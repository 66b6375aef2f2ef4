//! The engine facade — wires the store and config to the public operations.
//!
//! Callers hold one `Ledger` per connection. Concurrent callers each open
//! their own (`LedgerStore::reopen` on a file-backed database); SQLite's
//! locking then serializes the write transactions underneath.

use crate::{
    balance,
    batch::{BatchItem, BatchProcessor, BatchSummary},
    clients::{ClientDirectory, ClientPage, ClientQuery, ClientRequest, OnboardingOutcome},
    config::LedgerConfig,
    error::LedgerResult,
    recorder::{TransactionOutcome, TransactionRecorder},
    stats::{StatsAggregator, StatsFilter, TransactionStats},
    store::LedgerStore,
    types::{AgencyId, ContractId, UserId},
    validation::{Checked, TransactionRequest},
};
use std::time::Instant;

pub struct Ledger {
    store: LedgerStore,
    config: LedgerConfig,
}

impl Ledger {
    pub fn open(path: &str, config: LedgerConfig) -> LedgerResult<Self> {
        Ok(Self {
            store: LedgerStore::open(path)?,
            config,
        })
    }

    pub fn in_memory(config: LedgerConfig) -> LedgerResult<Self> {
        Ok(Self {
            store: LedgerStore::in_memory()?,
            config,
        })
    }

    pub fn migrate(&self) -> LedgerResult<()> {
        self.store.migrate()
    }

    pub fn store(&self) -> &LedgerStore {
        &self.store
    }

    pub fn config(&self) -> &LedgerConfig {
        &self.config
    }

    /// Record one transaction. Expected violations come back as a rejected
    /// outcome with a zero id and empty reference, never as an error.
    pub fn add_transaction(&self, req: &TransactionRequest) -> LedgerResult<TransactionOutcome> {
        TransactionRecorder::new(&self.store, &self.config).record(req)
    }

    pub fn add_transaction_with_deadline(
        &self,
        req: &TransactionRequest,
        deadline: Instant,
    ) -> LedgerResult<TransactionOutcome> {
        TransactionRecorder::new(&self.store, &self.config).record_by(req, Some(deadline))
    }

    /// Record a batch sharing one agency and performer; see `batch`.
    pub fn add_transaction_batch(
        &self,
        items: &[BatchItem],
        agency_id: AgencyId,
        performed_by: UserId,
    ) -> LedgerResult<BatchSummary> {
        BatchProcessor::new(&self.store, &self.config).process(items, agency_id, performed_by, None)
    }

    pub fn add_transaction_batch_with_deadline(
        &self,
        items: &[BatchItem],
        agency_id: AgencyId,
        performed_by: UserId,
        deadline: Instant,
    ) -> LedgerResult<BatchSummary> {
        BatchProcessor::new(&self.store, &self.config).process(
            items,
            agency_id,
            performed_by,
            Some(deadline),
        )
    }

    pub fn transaction_stats(&self, filter: &StatsFilter) -> LedgerResult<TransactionStats> {
        StatsAggregator::new(&self.store).transaction_stats(filter)
    }

    pub fn add_client(&self, req: &ClientRequest) -> LedgerResult<OnboardingOutcome> {
        ClientDirectory::new(&self.store, &self.config).register(req)
    }

    pub fn clients_by_agency(&self, query: &ClientQuery) -> LedgerResult<Checked<ClientPage>> {
        ClientDirectory::new(&self.store, &self.config).list_by_agency(query)
    }

    /// Current derived balance of a contract (replayed, never stored).
    pub fn contract_balance(&self, contract_id: ContractId) -> LedgerResult<f64> {
        balance::contract_balance(self.store.db(), contract_id)
    }
}
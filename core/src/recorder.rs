//! The single-transaction use case.
//!
//! One recorder call is one atomic unit: validation, the withdrawal balance
//! guard, the reference claim, the insert, and the DRAFT -> ACTIVE side
//! effect all run inside a single BEGIN IMMEDIATE transaction. An early
//! return drops the transaction, which rolls everything back — a rejected
//! or faulted call never leaves partial state behind.

use crate::{
    balance,
    config::LedgerConfig,
    error::LedgerResult,
    event::{EventLogEntry, LedgerEvent},
    reference,
    store::{LedgerStore, NewTransaction},
    types::{TransactionId, TransactionStatus, TransactionType},
    validation::{self, Rejection, TransactionRequest},
};
use chrono::Utc;
use std::time::Instant;

#[derive(Debug)]
pub enum TransactionOutcome {
    Recorded {
        transaction_id: TransactionId,
        reference: String,
        contract_activated: bool,
    },
    Rejected(Rejection),
}

impl TransactionOutcome {
    pub fn is_recorded(&self) -> bool {
        matches!(self, Self::Recorded { .. })
    }

    /// Zero when rejected — the sentinel "no identifier".
    pub fn transaction_id(&self) -> TransactionId {
        match self {
            Self::Recorded { transaction_id, .. } => *transaction_id,
            Self::Rejected(_) => 0,
        }
    }

    /// Empty when rejected.
    pub fn reference(&self) -> &str {
        match self {
            Self::Recorded { reference, .. } => reference,
            Self::Rejected(_) => "",
        }
    }

    pub fn message(&self) -> String {
        match self {
            Self::Recorded { reference, .. } => {
                format!("Transaction recorded under {reference}")
            }
            Self::Rejected(rejection) => rejection.to_string(),
        }
    }
}

pub struct TransactionRecorder<'a> {
    store: &'a LedgerStore,
    config: &'a LedgerConfig,
}

impl<'a> TransactionRecorder<'a> {
    pub fn new(store: &'a LedgerStore, config: &'a LedgerConfig) -> Self {
        Self { store, config }
    }

    pub fn record(&self, req: &TransactionRequest) -> LedgerResult<TransactionOutcome> {
        self.record_by(req, None)
    }

    /// Record with an optional caller-supplied deadline. The deadline is
    /// checked on entry and again right before commit; expiry aborts with
    /// the store untouched.
    pub fn record_by(
        &self,
        req: &TransactionRequest,
        deadline: Option<Instant>,
    ) -> LedgerResult<TransactionOutcome> {
        if expired(deadline) {
            return Ok(TransactionOutcome::Rejected(Rejection::DeadlineExceeded));
        }

        let txn = self.store.begin_immediate()?;
        let db = txn.db();

        // Validating.
        let validated = match validation::validate(db, req, &self.config.default_currency)? {
            Ok(v) => v,
            Err(rejection) => {
                log::debug!("transaction rejected: {rejection}");
                return Ok(TransactionOutcome::Rejected(rejection));
            }
        };

        // BalanceChecking — withdrawals only. Runs against the write
        // transaction's snapshot, so a concurrently committed withdrawal
        // is already visible here.
        if validated.txn_type == TransactionType::Withdrawal {
            let available = balance::contract_balance(db, validated.contract_id)?;
            if validated.amount > available {
                log::debug!(
                    "withdrawal of {:.2} rejected, balance {available:.2} on contract {}",
                    validated.amount,
                    validated.contract_id
                );
                return Ok(TransactionOutcome::Rejected(Rejection::InsufficientBalance {
                    requested: validated.amount,
                    available,
                }));
            }
        }

        // Recording.
        let now = Utc::now();
        let sequence = db.next_reference_sequence()?;
        let reference = reference::transaction_reference(
            &self.config.reference_prefix,
            now.date_naive(),
            sequence,
            self.config.reference_pad,
        );
        let transaction_id = db.insert_transaction(&NewTransaction {
            reference: reference.clone(),
            contract_id: validated.contract_id,
            agency_id: validated.agency_id,
            txn_type: validated.txn_type,
            amount: validated.amount,
            currency: validated.currency,
            status: TransactionStatus::Completed,
            performed_by: validated.performed_by,
            verified_by: validated.verified_by,
            description: validated.description.clone(),
            created_at: now.format("%Y-%m-%d %H:%M:%S").to_string(),
        })?;

        // PostEffects: first completed PAYMENT activates a DRAFT contract.
        // The guarded UPDATE flips at most once, so repeats are no-ops.
        let contract_activated = if validated.txn_type == TransactionType::Payment {
            db.activate_contract_if_draft(validated.contract_id)?
        } else {
            false
        };

        if expired(deadline) {
            // Abort before commit; the dropped transaction rolls back.
            return Ok(TransactionOutcome::Rejected(Rejection::DeadlineExceeded));
        }
        txn.commit()?;

        log::debug!(
            "recorded {reference} ({} {:.2} {}) on contract {}{}",
            validated.txn_type.as_str(),
            validated.amount,
            validated.currency.as_str(),
            validated.contract_id,
            if contract_activated { ", contract activated" } else { "" }
        );

        self.append_audit_events(transaction_id, &reference, &validated, contract_activated)?;

        Ok(TransactionOutcome::Recorded {
            transaction_id,
            reference,
            contract_activated,
        })
    }

    fn append_audit_events(
        &self,
        transaction_id: TransactionId,
        reference: &str,
        validated: &validation::ValidatedTransaction,
        contract_activated: bool,
    ) -> LedgerResult<()> {
        let mut events = vec![LedgerEvent::TransactionRecorded {
            transaction_id,
            reference: reference.to_string(),
            contract_id: validated.contract_id,
            agency_id: validated.agency_id,
            txn_type: validated.txn_type.as_str().to_string(),
            amount: validated.amount,
            currency: validated.currency.as_str().to_string(),
        }];
        if contract_activated {
            events.push(LedgerEvent::ContractActivated {
                contract_id: validated.contract_id,
                transaction_id,
            });
        }
        let db = self.store.db();
        for event in &events {
            db.append_event(&EventLogEntry {
                id: None,
                component: "recorder".to_string(),
                event_type: event.type_name().to_string(),
                payload: serde_json::to_string(event)?,
                created_at: Utc::now().format("%Y-%m-%d %H:%M:%S").to_string(),
            })?;
        }
        Ok(())
    }
}

fn expired(deadline: Option<Instant>) -> bool {
    deadline.is_some_and(|d| Instant::now() >= d)
}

◆ ◆ ◆ ◆ ◆ ◆ ◆

▶ [WHAT THIS TASK INVOLVES]: With the first line being the one containing "agency_id, performed_by, None)" and the last line the one containing "pub fn transaction_stats(&self, filter: &StatsFilter)", transcribe exactly the lines above that fall in that range.

▶ [TASK RESULT]:
        BatchProcessor::new(&self.store, &self.config).process(items, agency_id, performed_by, None)
    }

    pub fn add_transaction_batch_with_deadline(
        &self,
        items: &[BatchItem],
        agency_id: AgencyId,
        performed_by: UserId,
        deadline: Instant,
    ) -> LedgerResult<BatchSummary> {
        BatchProcessor::new(&self.store, &self.config).process(
            items,
            agency_id,
            performed_by,
            Some(deadline),
        )
    }

    pub fn transaction_stats(&self, filter: &StatsFilter) -> LedgerResult<TransactionStats> {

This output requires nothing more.